In the recent People's National Party (PNP) presidential elections, the four candidates spent, between them, hundreds of millions of dollars to gain the support of just over 4,000 delegates. The influence of money, big money, in unfairly influencing elections cannot be underestimated.

In the 2002 General Elections, many hundreds of goats, chickens, pigs, etc., were given out just before the General Elections to unduly influence the electorate.

In a letter to The Gleaner editor on July 1, one letter writer chal-lenged my allegations that votes were bought for $1,000.00 in the recently concluded Eastern Westmoreland by-elections.

Well, I stand by my assertions. Moreover, buying elections and giving out money and material benefits before and around election day have become so normal that the practice is not now sufficiently condemned as unlawful, corrupt and contemptuous.

Winning elections must be a top priority for any political party. But, should a political party win at all costs? Well, chairman of the PNP, Bobby Pickersgill, has said that the party will do anything, which must include buying votes, to remain in power.

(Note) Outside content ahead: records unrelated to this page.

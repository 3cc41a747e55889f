use std::cmp::min;
use std::fs::OpenOptions;
use std::io::SeekFrom;
use std::path::Path;
use std::time::{SystemTime, UNIX_EPOCH};

use log::{debug, info, warn};

use crate::alloc::{blocks_for_bits, BlockAllocator};
use crate::dir::{self, DirEntry, DOT, DOTDOT};
use crate::error::{FsError, Resource, Result};
use crate::fd::{DescriptorTable, FileDescriptor, FileHandle, OpenFlags};
use crate::io::{BlockStorage, FileBlockEmulator, FileBlockEmulatorBuilder};
use crate::node::{FileType, Inode, InodeNumber, InodeTable};
use crate::sb::{SuperBlock, FEATURE_JOURNAL, STATE_CLEAN, STATE_MOUNTED};
use crate::{BLOCK_SIZE, INODE_COUNT, MAX_FILE_SIZE, MAX_OPEN_FILES, NUM_DIRECT, ROOT_INODE};

/// Known locations.
const SUPERBLOCK_INDEX: usize = 0;
const BLOCK_BMP: u32 = 1;

const ROOT_DEFAULT_MODE: u16 = 0o755;

/// Format-time settings. Everything else about the layout is fixed at compile time.
#[derive(Debug, Clone, PartialEq)]
pub struct FormatOptions {
    block_count: usize,
    label: String,
    journaling: bool,
}

impl Default for FormatOptions {
    fn default() -> Self {
        Self {
            block_count: 1024,
            label: "blockfs".to_string(),
            journaling: false,
        }
    }
}

impl FormatOptions {
    pub fn new() -> Self {
        Self::default()
    }

    /// Size of a freshly created image. Ignored when formatting an existing device.
    pub fn with_block_count(mut self, blocks: usize) -> Self {
        self.block_count = blocks;
        self
    }

    pub fn with_label(mut self, label: &str) -> Self {
        self.label = label.to_string();
        self
    }

    /// Records the journaling feature bit in the superblock. No journal is kept.
    pub fn with_journaling(mut self, journaling: bool) -> Self {
        self.journaling = journaling;
        self
    }

    pub fn block_count(&self) -> usize {
        self.block_count
    }
}
//! A small block-based file system stored in a single image file.
//!
//! A [`Volume`] owns a [`BlockStorage`](io::BlockStorage) device and keeps every
//! piece of metadata in memory, writing through to disk on each change. Files are
//! limited to [`NUM_DIRECT`] direct blocks and a directory to a single block of
//! entries.

mod alloc;
mod dir;
mod error;
mod fd;
mod fs;
pub mod io;
mod node;
mod sb;

pub use crate::dir::{DirEntry, MAX_NAME_LEN};
pub use crate::error::{FsError, Resource, Result};
pub use crate::fd::{FileHandle, OpenFlags};
pub use crate::fs::{FormatOptions, Metadata, Volume};
pub use crate::node::{FileType, InodeNumber};
pub use crate::sb::SuperBlock;

pub const BLOCK_SIZE: usize = 4096;
/// Bytes per on-disk inode record.
pub const INODE_SIZE: usize = 256;
pub const INODE_COUNT: u32 = 128;
/// Direct block pointers per inode. Indirect pointers are stored but never used.
pub const NUM_DIRECT: usize = 12;
pub const MAX_FILE_SIZE: usize = NUM_DIRECT * BLOCK_SIZE;
pub const MAX_OPEN_FILES: usize = 32;
/// Inode 0 is never handed out; the root directory is always 1.
pub const ROOT_INODE: InodeNumber = 1;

And, to date, the PNP has done well at winning elections, even as it makes a total mess of government.

If, heaven forbid, it should win a fifth term, it will start the very next day to prepare to win the sixth term. Well, the experience speaks for itself.

'FEEL GOOD' FACTOR

Soon after winning the third and fourth terms in 1997 and 2002, the parliamentarians spoke openly that they were after the fourth and fifth terms respectively.

In June 2002, I knew the General Elections would soon be called when Prime Minister PJ Patterson told Parliament that the government could not find enough contractors to undertake the many contracts available. It became clear that the Government was about to engage in a massive amount of short-term expenditure to induce a temporary 'feel good' factor, which it did and, immediately, the opinion polls started to show a massive turnaround towards a PNP victory. I saw a similar experience in 1997.

Well, the real issue is when will the Jamaican people appreciate that they are being manipulated and used?

At the same time, it is for the Jamaica Labour Party to counter and inform the Jamaican people of how the Government is using the resources of the nation to mani-pulate the people.

CORRUPTION OF DEMOCRACY

Unfortunately, it is usually not known. I did not know that over 100,000 civil servants got massive pay increases in April 2002, until I saw my parliamentary pay increase and back pay in November 2002, when I reported that there had been a 103 per cent increase, which had already been given before the October 2002 General Elections.

Can anyone doubt that that pay increase did not influence the over 100,000 civil servants how to vote? After the October 2002 General Elections, the Government, according to Dr. Omar Davies, had to correct the 'run wid it' expenditure, and by June 2003, it was a complete wipe out in the local government elections for the JLP.

In truth, winning elections is about influencing voters, but when it becomes so blatantly obvious that Government resources are being used to unduly influence voters, it is no different from the direct buying of votes, which is a corruption of our democratic process.